Vladimir Putin
Russia 'Clearly In A Lot Of Trouble' In Ukraine War: Security Expert Photo by Mikhail Metzel/Sputnik/AFP via Getty Images

A bill was recently signed by Russian leader Vladimir Putin banning the adoption of Russian children by citizens of countries considered “unfriendly” by the Kremlin. Russian lawmakers introduced the bill on Monday along with a list of such countries that seems to have expanded amid the Ukraine invasion. The bill that was introduced to the lower house will allow a lift on the adoption ban should an unfriendly country desist from carrying out antagonistic actions against Russia.

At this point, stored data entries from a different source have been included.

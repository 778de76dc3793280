//! Structured tracing for collections.
//!
//! Every collection runs inside a `gc_collect` span and each of its phases
//! inside a `gc_phase` span, so a subscriber can attribute events to one
//! run by `gc_id`.

use std::sync::atomic::{AtomicU64, Ordering};

use tracing::{span, Level};

use crate::collector::GcType;

/// Phases of one collection.
#[derive(Debug, Clone, Copy, PartialEq, Eq)]
pub enum GcPhase {
    /// Bind bitmaps, pick immune spaces, swap allocation stacks.
    Initialize,
    /// Mark roots and drain the mark stack.
    Marking,
    /// Sweep dead objects and release the from-space.
    Reclaim,
    /// Unbind bitmaps and publish results.
    Finish,
}

/// Stable identifier for one collection, monotonically increasing from 1.
#[derive(Debug, Clone, Copy, PartialEq, Eq, PartialOrd, Ord, Hash)]
pub struct GcId(pub u64);

static NEXT_GC_ID: AtomicU64 = AtomicU64::new(1);

/// Generates the next collection id.
pub fn next_gc_id() -> GcId {
    GcId(NEXT_GC_ID.fetch_add(1, Ordering::Relaxed))
}

/// Enters the span covering a whole collection.
pub(crate) fn trace_gc_collection(collector: &str, gc_type: GcType, gc_id: GcId) -> span::EnteredSpan {
    span!(
        Level::DEBUG,
        "gc_collect",
        collector = collector,
        gc_type = ?gc_type,
        gc_id = gc_id.0
    )
    .entered()
}

/// Enters the span covering one phase.
pub(crate) fn trace_phase(phase: GcPhase) -> span::EnteredSpan {
    span!(Level::DEBUG, "gc_phase", phase = ?phase).entered()
}

pub(crate) fn log_phase_start(phase: GcPhase, bytes_before: usize) {
    tracing::debug!(phase = ?phase, bytes_before, "phase_start");
}

pub(crate) fn log_phase_end(phase: GcPhase, bytes_reclaimed: usize) {
    tracing::debug!(phase = ?phase, bytes_reclaimed, "phase_end");
}

#[cfg(test)]
mod tests {
    use super::*;

    #[test]
    fn test_gc_ids_increase() {
        let a = next_gc_id();
        let b = next_gc_id();
        assert!(b > a);
    }

    #[test]
    fn test_spans_nest_without_subscriber() {
        let _gc = trace_gc_collection("semi space", GcType::Full, next_gc_id());
        let _phase = trace_phase(GcPhase::Marking);
        log_phase_start(GcPhase::Marking, 10);
        log_phase_end(GcPhase::Marking, 0);
    }
}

According to Reuters, the list of countries currently includes the United States, the United Kingdom, and all European Union member nations such as Canada, Australia and New Zealand along with South Korea and Japan. With tensions still high over the invasion of Ukraine, the adoption ban has provoked much backlash from Kremlin critics who say that it was Russia who made orphans of children suffering from mental and physical difficulties.

"Sending our children to be raised in 'unfriendly countries' is a blow to the future of the nation." "For many years 'the collective West has disrupted the issues of good and evil, destroyed traditional family values," the document stated.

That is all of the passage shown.